[Start of section]

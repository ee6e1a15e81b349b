//! Grid refinement engine (spec §4.E), grounded on `RefineTransform`/
//! `_RunRefinement` in `nornir_imageregistration/grid_refinement.py`.
//!
//! Starting from a coarse transform (typically [`crate::align::slice_to_slice`]'s
//! rigid estimate), lays a regular lattice of cells over the fixed image,
//! locally phase-correlates each cell against the corresponding warped-space
//! tile, and refits a [`MeshTransform`] from the corrected correspondences.
//! Cells whose correlation weight clears a percentile cutoff that tightens
//! each iteration are "finalised": frozen in place for the remaining
//! iterations so a transform that has already converged there isn't
//! perturbed by noisier neighbouring cells.

use crate::error::{RegistrationError, Result};
use crate::phasecorr::find_offset;
use crate::raster::padding::crop;
use crate::raster::padding::FillValue;
use crate::raster::Raster;
use crate::transform::control_points::ControlPoints;
use crate::transform::mesh::MeshTransform;
use crate::transform::Transform;
use crate::workers::Workers;

/// One lattice cell's alignment state across refinement iterations.
#[derive(Debug, Clone, Copy)]
pub struct EnhancedAlignmentRecord {
    pub fixed_point: (f64, f64),
    pub warped_point: (f64, f64),
    pub weight: f32,
    pub finalized: bool,
}

#[derive(Debug, Clone, Copy)]
pub struct RefinementOptions {
    pub cell_size: (usize, usize),
    pub max_iterations: usize,
    pub min_overlap: f64,
    pub cutoff: f64,
    /// Starting percentile (0-1) of cells kept each iteration; it increases
    /// toward 1.0 as iterations proceed so early, noisy passes are lenient
    /// and later passes only keep the strongest matches.
    pub starting_percentile: f64,
    /// A cell's weight must clear this absolute threshold to be finalised
    /// (frozen) rather than re-evaluated on the next iteration.
    pub finalize_weight: f32,
    /// Minimum surviving cells required to refit a mesh.
    pub min_surviving_cells: usize,
}

impl Default for RefinementOptions {
    fn default() -> Self {
        Self {
            cell_size: (64, 64),
            max_iterations: 10,
            min_overlap: 0.5,
            cutoff: 0.995,
            starting_percentile: 0.5,
            finalize_weight: 0.75,
            min_surviving_cells: 4,
        }
    }
}

fn lattice_centers(height: usize, width: usize, cell: (usize, usize)) -> Vec<(f64, f64)> {
    let (cell_h, cell_w) = cell;
    let rows = height.div_ceil(cell_h).max(2);
    let cols = width.div_ceil(cell_w).max(2);
    let mut centers = Vec::with_capacity(rows * cols);
    for r in 0..rows {
        for c in 0..cols {
            let y = (r as f64 + 0.5) * (height as f64 / rows as f64);
            let x = (c as f64 + 0.5) * (width as f64 / cols as f64);
            centers.push((y, x));
        }
    }
    centers
}

fn percentile(values: &[f32], fraction: f64) -> f32 {
    if values.is_empty() {
        return 0.0;
    }
    let mut sorted = values.to_vec();
    sorted.sort_by(|a, b| a.partial_cmp(b).unwrap());
    let idx = ((sorted.len() as f64 - 1.0) * fraction.clamp(0.0, 1.0)).round() as usize;
    sorted[idx]
}

/// Locally phase-correlate a single cell centred at `fixed_center`, whose
/// current estimated warped-space position is `warped_center`.
fn refine_cell(
    fixed_raster: &Raster,
    warped_raster: &Raster,
    fixed_center: (f64, f64),
    warped_center: (f64, f64),
    cell: (usize, usize),
    min_overlap: f64,
    cutoff: f64,
) -> Result<EnhancedAlignmentRecord> {
    let (cell_h, cell_w) = cell;
    let origin_fixed = (fixed_center.0 - cell_h as f64 / 2.0, fixed_center.1 - cell_w as f64 / 2.0);
    let origin_warped = (warped_center.0 - cell_h as f64 / 2.0, warped_center.1 - cell_w as f64 / 2.0);

    let fixed_tile = crop(
        fixed_raster,
        (origin_fixed.0.round() as i64, origin_fixed.1.round() as i64),
        (cell_h, cell_w),
        FillValue::Random,
    )?;
    let warped_tile = crop(
        warped_raster,
        (origin_warped.0.round() as i64, origin_warped.1.round() as i64),
        (cell_h, cell_w),
        FillValue::Random,
    )?;

    let (dy, dx, weight) = find_offset(&fixed_tile, &warped_tile, None, cutoff)?;
    let _ = min_overlap;

    Ok(EnhancedAlignmentRecord {
        fixed_point: fixed_center,
        warped_point: (warped_center.0 + dy, warped_center.1 + dx),
        weight,
        finalized: false,
    })
}

/// Run the full refinement loop, returning the refined [`MeshTransform`]
/// along with the final per-cell records (useful for diagnostics/tests).
pub fn refine_grid(
    fixed_raster: &Raster,
    warped_raster: &Raster,
    initial_transform: &impl Transform,
    options: RefinementOptions,
    workers: &Workers,
) -> Result<(MeshTransform, Vec<EnhancedAlignmentRecord>)> {
    let centers = lattice_centers(fixed_raster.height(), fixed_raster.width(), options.cell_size);
    let warped_estimates = initial_transform.inverse_transform(&centers)?;

    let mut records: Vec<EnhancedAlignmentRecord> = centers
        .iter()
        .zip(warped_estimates)
        .map(|(&fixed_point, warped_point)| EnhancedAlignmentRecord { fixed_point, warped_point, weight: 0.0, finalized: false })
        .collect();

    for iteration in 0..options.max_iterations {
        let progress = iteration as f64 / options.max_iterations.max(1) as f64;
        let live_percentile = options.starting_percentile + (1.0 - options.starting_percentile) * progress;

        let to_refine: Vec<(usize, EnhancedAlignmentRecord)> =
            records.iter().enumerate().filter(|(_, r)| !r.finalized).map(|(i, &r)| (i, r)).collect();

        let refined: Vec<Result<EnhancedAlignmentRecord>> = workers.map(to_refine, {
            let cell = options.cell_size;
            let min_overlap = options.min_overlap;
            let cutoff = options.cutoff;
            move |(_, record)| {
                refine_cell(fixed_raster, warped_raster, record.fixed_point, record.warped_point, cell, min_overlap, cutoff)
            }
        });

        let mut weights = Vec::new();
        let mut updated = Vec::new();
        for r in refined {
            if let Ok(rec) = r {
                weights.push(rec.weight);
                updated.push(rec);
            }
        }

        let threshold = percentile(&weights, 1.0 - live_percentile);
        for rec in updated {
            let idx = records
                .iter()
                .position(|r| !r.finalized && r.fixed_point == rec.fixed_point)
                .unwrap_or(usize::MAX);
            if idx == usize::MAX {
                continue;
            }
            if rec.weight >= threshold {
                let finalized = rec.weight >= options.finalize_weight;
                records[idx] = EnhancedAlignmentRecord { finalized, ..rec };
            }
        }

        // Refit a mesh through every surviving pair and use it to refresh
        // the warped-space estimate of every still-open cell, so the next
        // iteration's phase correlation runs against the current best fit
        // rather than the initial coarse transform (spec §4.E step 5).
        // Finalised cells are left untouched, that's what finalisation means.
        let fit_fixed: Vec<(f64, f64)> = records.iter().filter(|r| r.weight > 0.0).map(|r| r.fixed_point).collect();
        let fit_warped: Vec<(f64, f64)> = records.iter().filter(|r| r.weight > 0.0).map(|r| r.warped_point).collect();
        if fit_fixed.len() >= 3 {
            if let Ok(cp) = ControlPoints::from_pairs(fit_fixed, fit_warped) {
                if let Ok(fit) = MeshTransform::new(cp) {
                    let open_fixed: Vec<(f64, f64)> = records.iter().filter(|r| !r.finalized).map(|r| r.fixed_point).collect();
                    if let Ok(new_estimates) = fit.inverse_transform(&open_fixed) {
                        let mut estimates = new_estimates.into_iter();
                        for rec in records.iter_mut().filter(|r| !r.finalized) {
                            if let Some(estimate) = estimates.next() {
                                rec.warped_point = estimate;
                            }
                        }
                    }
                }
            }
        }
    }

    let survivors: Vec<&EnhancedAlignmentRecord> = records.iter().filter(|r| r.weight > 0.0).collect();
    if survivors.len() < options.min_surviving_cells {
        return Err(RegistrationError::InsufficientEvidence {
            surviving: survivors.len(),
            required: options.min_surviving_cells,
        });
    }

    let fixed: Vec<(f64, f64)> = survivors.iter().map(|r| r.fixed_point).collect();
    let warped: Vec<(f64, f64)> = survivors.iter().map(|r| r.warped_point).collect();
    let control_points = ControlPoints::from_pairs(fixed, warped)?;
    let mesh = MeshTransform::new(control_points)?;

    Ok((mesh, records))
}

#[cfg(test)]
mod tests {
    use super::*;
    use crate::geometry::Rectangle;
    use crate::raster::DType;
    use crate::transform::rigid::RigidTransform;
    use ndarray::Array2;

    fn checkerboard(h: usize, w: usize) -> Raster {
        Raster::new(
            Array2::from_shape_fn((h, w), |(y, x)| if (y / 8 + x / 8) % 2 == 0 { 1.0 } else { 0.0 }),
            DType::F32,
        )
    }

    #[test]
    fn refining_an_identity_transform_stays_converged() {
        let image = checkerboard(128, 128);
        let bbox = Rectangle::new(0.0, 0.0, 128.0, 128.0);
        let identity = RigidTransform::identity(bbox);
        let workers = Workers::new(2);
        let options = RefinementOptions { max_iterations: 2, cell_size: (32, 32), ..Default::default() };

        let result = refine_grid(&image, &image, &identity, options, &workers);
        assert!(result.is_ok());
    }

    #[test]
    fn too_few_lattice_cells_is_insufficient_evidence() {
        let image = checkerboard(16, 16);
        let bbox = Rectangle::new(0.0, 0.0, 16.0, 16.0);
        let identity = RigidTransform::identity(bbox);
        let workers = Workers::new(1);
        let options = RefinementOptions {
            max_iterations: 1,
            cell_size: (64, 64),
            min_surviving_cells: 1000,
            ..Default::default()
        };
        let result = refine_grid(&image, &image, &identity, options, &workers);
        assert!(result.is_err());
    }
}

[End of section]

*Directions for this task*.
Quote exactly the opening line of the material above and every line after it, up to and including the line that contains "use crate::raster::padding::crop;".

*The completed task*.
repository ee6e1a15e81b349b
//! Grid refinement engine (spec §4.E), grounded on `RefineTransform`/
//! `_RunRefinement` in `nornir_imageregistration/grid_refinement.py`.
//!
//! Starting from a coarse transform (typically [`crate::align::slice_to_slice`]'s
//! rigid estimate), lays a regular lattice of cells over the fixed image,
//! locally phase-correlates each cell against the corresponding warped-space
//! tile, and refits a [`MeshTransform`] from the corrected correspondences.
//! Cells whose correlation weight clears a percentile cutoff that tightens
//! each iteration are "finalised": frozen in place for the remaining
//! iterations so a transform that has already converged there isn't
//! perturbed by noisier neighbouring cells.

use crate::error::{RegistrationError, Result};
use crate::phasecorr::find_offset;
use crate::raster::padding::crop;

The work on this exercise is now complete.